**Task goal:**
For the entries below, repeat exactly each line starting with the one that contains "has been deleted." and going on through the one that contains "pub(super) fn post_activity(&self, id: &str)", and no others.

**Data for this task:**
-----

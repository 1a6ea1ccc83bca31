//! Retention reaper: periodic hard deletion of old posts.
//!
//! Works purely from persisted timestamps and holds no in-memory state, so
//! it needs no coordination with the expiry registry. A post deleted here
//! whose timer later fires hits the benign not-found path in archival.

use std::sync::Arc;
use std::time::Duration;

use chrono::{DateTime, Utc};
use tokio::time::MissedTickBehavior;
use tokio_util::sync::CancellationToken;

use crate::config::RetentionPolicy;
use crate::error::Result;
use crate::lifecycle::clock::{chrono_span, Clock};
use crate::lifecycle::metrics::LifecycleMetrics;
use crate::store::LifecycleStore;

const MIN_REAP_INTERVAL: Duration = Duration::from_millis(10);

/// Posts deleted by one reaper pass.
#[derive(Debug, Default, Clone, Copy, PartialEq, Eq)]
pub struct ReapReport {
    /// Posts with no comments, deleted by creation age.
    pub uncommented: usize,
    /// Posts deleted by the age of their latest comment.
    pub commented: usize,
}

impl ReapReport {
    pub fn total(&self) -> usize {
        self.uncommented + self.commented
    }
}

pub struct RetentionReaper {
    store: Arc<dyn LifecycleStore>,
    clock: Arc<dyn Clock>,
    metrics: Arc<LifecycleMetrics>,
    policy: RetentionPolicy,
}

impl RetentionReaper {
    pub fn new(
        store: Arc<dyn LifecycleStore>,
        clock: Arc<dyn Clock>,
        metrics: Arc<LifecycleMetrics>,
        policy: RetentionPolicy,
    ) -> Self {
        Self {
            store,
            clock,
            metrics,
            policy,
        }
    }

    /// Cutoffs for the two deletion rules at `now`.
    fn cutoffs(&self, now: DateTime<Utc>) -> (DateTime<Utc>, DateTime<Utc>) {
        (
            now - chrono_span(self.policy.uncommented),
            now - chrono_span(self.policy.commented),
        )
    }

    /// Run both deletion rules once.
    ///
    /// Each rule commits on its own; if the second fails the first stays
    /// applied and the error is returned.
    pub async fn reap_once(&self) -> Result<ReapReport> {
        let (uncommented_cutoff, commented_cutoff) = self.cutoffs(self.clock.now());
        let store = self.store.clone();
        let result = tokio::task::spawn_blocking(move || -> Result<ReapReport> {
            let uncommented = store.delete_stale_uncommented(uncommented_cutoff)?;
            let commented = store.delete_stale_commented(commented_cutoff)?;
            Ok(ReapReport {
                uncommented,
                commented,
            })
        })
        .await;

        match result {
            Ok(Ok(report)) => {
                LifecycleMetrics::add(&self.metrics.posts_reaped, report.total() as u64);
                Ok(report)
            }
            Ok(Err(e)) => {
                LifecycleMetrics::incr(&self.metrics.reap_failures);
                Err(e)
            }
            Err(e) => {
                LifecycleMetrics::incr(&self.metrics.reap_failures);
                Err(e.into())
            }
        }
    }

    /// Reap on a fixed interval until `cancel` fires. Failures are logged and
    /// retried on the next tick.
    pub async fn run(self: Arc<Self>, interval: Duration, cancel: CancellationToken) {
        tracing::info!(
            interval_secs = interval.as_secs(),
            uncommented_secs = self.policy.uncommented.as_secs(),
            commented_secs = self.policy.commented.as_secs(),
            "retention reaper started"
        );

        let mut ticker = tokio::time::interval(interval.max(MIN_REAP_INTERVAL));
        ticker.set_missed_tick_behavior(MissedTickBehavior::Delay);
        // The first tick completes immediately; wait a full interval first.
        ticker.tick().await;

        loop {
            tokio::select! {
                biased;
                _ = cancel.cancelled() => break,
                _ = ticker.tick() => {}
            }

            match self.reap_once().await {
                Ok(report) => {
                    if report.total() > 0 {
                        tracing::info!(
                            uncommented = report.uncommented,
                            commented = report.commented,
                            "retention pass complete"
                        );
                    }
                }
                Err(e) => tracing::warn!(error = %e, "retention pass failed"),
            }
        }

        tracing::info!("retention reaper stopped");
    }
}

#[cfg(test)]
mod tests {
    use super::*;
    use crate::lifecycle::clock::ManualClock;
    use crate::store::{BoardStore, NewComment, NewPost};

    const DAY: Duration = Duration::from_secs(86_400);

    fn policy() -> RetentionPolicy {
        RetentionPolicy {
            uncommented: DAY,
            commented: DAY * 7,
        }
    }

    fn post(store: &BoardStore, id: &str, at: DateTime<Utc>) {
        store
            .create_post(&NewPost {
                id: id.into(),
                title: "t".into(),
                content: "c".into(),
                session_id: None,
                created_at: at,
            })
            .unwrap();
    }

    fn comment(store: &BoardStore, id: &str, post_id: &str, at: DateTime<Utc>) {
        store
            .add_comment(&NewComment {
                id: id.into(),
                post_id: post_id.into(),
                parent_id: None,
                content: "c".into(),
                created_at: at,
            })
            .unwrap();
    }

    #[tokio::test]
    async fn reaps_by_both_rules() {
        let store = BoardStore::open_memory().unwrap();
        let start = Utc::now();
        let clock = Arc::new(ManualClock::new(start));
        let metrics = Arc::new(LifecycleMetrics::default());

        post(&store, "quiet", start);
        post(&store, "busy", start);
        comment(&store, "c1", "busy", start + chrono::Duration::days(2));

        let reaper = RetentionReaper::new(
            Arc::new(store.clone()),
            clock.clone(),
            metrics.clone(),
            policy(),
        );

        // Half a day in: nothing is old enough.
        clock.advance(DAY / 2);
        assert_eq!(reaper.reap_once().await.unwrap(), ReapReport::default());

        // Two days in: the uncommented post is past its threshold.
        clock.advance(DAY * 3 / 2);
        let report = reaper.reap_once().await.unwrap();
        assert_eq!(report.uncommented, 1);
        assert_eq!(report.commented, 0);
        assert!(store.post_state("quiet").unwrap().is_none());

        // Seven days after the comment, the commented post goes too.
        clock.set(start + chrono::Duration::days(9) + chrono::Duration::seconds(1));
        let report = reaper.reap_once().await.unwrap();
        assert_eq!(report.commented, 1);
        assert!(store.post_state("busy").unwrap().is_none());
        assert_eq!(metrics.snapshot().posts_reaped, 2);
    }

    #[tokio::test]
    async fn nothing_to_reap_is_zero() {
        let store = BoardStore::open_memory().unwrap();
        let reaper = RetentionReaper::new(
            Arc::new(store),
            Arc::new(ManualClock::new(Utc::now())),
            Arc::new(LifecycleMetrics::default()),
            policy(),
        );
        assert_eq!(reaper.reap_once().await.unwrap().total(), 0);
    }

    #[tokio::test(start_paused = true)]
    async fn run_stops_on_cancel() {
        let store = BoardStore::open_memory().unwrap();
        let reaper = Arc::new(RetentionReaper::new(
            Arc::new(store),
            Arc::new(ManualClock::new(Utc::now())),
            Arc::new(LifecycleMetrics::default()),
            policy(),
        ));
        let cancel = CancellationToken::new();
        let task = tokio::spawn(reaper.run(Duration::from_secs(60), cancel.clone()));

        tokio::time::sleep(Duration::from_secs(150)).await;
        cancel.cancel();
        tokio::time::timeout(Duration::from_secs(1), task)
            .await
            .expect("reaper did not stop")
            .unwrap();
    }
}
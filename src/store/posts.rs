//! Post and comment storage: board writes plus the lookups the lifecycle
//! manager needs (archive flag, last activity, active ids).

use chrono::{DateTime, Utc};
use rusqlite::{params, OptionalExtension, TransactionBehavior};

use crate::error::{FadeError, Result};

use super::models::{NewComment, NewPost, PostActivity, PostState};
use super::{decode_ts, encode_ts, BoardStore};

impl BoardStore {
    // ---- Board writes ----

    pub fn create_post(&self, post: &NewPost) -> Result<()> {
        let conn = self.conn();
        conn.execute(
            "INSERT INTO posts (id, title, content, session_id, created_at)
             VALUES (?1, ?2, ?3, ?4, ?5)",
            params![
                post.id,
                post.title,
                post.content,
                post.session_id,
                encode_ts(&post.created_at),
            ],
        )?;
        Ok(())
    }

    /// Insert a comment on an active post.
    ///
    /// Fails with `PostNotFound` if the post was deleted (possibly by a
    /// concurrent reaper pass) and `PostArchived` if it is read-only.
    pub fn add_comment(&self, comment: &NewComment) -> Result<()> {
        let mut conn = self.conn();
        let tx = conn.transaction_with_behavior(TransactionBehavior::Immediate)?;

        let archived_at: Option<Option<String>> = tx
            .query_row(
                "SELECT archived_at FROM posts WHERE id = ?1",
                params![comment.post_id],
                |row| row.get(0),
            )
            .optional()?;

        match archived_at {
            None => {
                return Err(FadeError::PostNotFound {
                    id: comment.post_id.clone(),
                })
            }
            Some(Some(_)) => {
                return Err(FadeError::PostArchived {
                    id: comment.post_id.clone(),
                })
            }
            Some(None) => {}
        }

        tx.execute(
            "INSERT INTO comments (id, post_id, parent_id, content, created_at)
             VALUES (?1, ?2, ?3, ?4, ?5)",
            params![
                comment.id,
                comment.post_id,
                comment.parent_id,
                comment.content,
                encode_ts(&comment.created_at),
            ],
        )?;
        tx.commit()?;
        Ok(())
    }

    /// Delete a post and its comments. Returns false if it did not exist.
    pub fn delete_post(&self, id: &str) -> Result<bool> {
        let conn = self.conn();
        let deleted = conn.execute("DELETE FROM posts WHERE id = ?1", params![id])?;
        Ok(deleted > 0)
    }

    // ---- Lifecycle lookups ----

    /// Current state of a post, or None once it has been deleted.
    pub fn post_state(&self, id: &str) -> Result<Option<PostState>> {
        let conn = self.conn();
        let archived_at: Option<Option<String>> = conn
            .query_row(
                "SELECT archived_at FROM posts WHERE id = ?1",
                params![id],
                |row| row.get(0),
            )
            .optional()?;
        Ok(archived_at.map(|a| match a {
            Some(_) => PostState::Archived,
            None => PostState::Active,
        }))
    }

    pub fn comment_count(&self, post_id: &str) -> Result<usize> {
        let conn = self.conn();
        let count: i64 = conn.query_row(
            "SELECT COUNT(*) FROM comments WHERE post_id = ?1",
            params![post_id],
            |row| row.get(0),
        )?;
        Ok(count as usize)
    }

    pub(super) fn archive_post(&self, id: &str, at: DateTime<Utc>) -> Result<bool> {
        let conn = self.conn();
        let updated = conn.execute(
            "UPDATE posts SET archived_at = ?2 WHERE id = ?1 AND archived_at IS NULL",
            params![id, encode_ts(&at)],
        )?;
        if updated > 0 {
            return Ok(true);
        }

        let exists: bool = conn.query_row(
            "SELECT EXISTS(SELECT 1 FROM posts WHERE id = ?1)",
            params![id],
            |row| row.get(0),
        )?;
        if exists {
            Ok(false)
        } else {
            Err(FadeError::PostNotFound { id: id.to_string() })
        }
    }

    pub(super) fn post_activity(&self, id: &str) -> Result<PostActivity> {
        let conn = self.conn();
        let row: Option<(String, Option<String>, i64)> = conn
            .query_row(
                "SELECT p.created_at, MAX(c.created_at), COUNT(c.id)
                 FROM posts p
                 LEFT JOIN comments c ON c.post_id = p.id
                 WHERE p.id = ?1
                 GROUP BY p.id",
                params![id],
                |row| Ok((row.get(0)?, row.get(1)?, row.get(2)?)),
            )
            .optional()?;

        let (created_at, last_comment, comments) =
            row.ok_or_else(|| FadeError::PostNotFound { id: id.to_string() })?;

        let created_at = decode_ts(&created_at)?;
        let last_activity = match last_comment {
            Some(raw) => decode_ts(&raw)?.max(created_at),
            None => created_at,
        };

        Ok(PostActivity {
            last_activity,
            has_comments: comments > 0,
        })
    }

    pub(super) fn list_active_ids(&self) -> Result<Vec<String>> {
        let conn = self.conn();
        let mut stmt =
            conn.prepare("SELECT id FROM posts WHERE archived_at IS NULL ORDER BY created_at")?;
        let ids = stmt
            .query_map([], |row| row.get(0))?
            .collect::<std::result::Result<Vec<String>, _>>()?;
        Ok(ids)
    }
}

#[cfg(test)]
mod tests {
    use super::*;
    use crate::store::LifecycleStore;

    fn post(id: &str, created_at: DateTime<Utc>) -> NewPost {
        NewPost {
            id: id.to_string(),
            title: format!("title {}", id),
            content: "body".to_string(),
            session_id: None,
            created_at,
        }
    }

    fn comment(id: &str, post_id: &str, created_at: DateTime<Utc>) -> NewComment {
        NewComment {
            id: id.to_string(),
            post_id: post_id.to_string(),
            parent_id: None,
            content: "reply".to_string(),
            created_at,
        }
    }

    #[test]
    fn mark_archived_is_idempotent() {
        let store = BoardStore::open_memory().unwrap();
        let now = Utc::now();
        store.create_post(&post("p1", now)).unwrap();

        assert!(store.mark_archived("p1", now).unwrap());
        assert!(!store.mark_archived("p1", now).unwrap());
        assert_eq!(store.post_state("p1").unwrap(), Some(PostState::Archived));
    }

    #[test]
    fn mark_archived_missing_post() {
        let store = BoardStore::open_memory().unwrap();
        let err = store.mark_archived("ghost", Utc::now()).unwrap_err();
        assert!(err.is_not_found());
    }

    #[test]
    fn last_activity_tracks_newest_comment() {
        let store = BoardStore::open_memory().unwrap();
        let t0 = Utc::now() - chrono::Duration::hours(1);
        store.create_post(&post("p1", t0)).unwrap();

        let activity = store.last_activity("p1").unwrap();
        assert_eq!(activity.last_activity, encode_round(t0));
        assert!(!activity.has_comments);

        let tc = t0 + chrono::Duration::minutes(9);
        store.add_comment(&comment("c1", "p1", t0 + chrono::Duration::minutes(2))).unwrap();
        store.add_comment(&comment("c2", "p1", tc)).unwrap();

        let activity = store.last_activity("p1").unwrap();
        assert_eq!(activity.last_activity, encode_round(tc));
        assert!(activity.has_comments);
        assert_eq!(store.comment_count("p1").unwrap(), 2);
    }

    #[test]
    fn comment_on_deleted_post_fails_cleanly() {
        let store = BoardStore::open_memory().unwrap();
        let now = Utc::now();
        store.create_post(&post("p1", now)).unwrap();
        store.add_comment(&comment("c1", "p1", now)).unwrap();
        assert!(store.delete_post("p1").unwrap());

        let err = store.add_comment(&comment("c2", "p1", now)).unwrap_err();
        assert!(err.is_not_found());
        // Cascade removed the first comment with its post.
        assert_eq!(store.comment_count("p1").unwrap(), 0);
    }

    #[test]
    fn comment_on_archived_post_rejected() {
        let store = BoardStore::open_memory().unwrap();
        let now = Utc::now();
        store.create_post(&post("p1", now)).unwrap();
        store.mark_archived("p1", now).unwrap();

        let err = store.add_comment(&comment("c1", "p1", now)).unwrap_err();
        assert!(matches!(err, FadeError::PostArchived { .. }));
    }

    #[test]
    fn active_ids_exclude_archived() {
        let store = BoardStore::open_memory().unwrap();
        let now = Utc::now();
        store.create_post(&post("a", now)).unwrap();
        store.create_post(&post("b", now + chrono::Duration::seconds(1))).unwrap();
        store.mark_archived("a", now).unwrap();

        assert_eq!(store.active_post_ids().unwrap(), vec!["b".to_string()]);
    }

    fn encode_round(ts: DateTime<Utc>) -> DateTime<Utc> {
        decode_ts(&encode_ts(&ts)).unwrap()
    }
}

-----

**Response box:**
    /// Current state of a post, or None once it has been deleted.
    pub fn post_state(&self, id: &str) -> Result<Option<PostState>> {
        let conn = self.conn();
        let archived_at: Option<Option<String>> = conn
            .query_row(
                "SELECT archived_at FROM posts WHERE id = ?1",
                params![id],
                |row| row.get(0),
            )
            .optional()?;
        Ok(archived_at.map(|a| match a {
            Some(_) => PostState::Archived,
            None => PostState::Active,
        }))
    }

    pub fn comment_count(&self, post_id: &str) -> Result<usize> {
        let conn = self.conn();
        let count: i64 = conn.query_row(
            "SELECT COUNT(*) FROM comments WHERE post_id = ?1",
            params![post_id],
            |row| row.get(0),
        )?;
        Ok(count as usize)
    }

    pub(super) fn archive_post(&self, id: &str, at: DateTime<Utc>) -> Result<bool> {
        let conn = self.conn();
        let updated = conn.execute(
            "UPDATE posts SET archived_at = ?2 WHERE id = ?1 AND archived_at IS NULL",
            params![id, encode_ts(&at)],
        )?;
        if updated > 0 {
            return Ok(true);
        }

        let exists: bool = conn.query_row(
            "SELECT EXISTS(SELECT 1 FROM posts WHERE id = ?1)",
            params![id],
            |row| row.get(0),
        )?;
        if exists {
            Ok(false)
        } else {
            Err(FadeError::PostNotFound { id: id.to_string() })
        }
    }

    pub(super) fn post_activity(&self, id: &str) -> Result<PostActivity> {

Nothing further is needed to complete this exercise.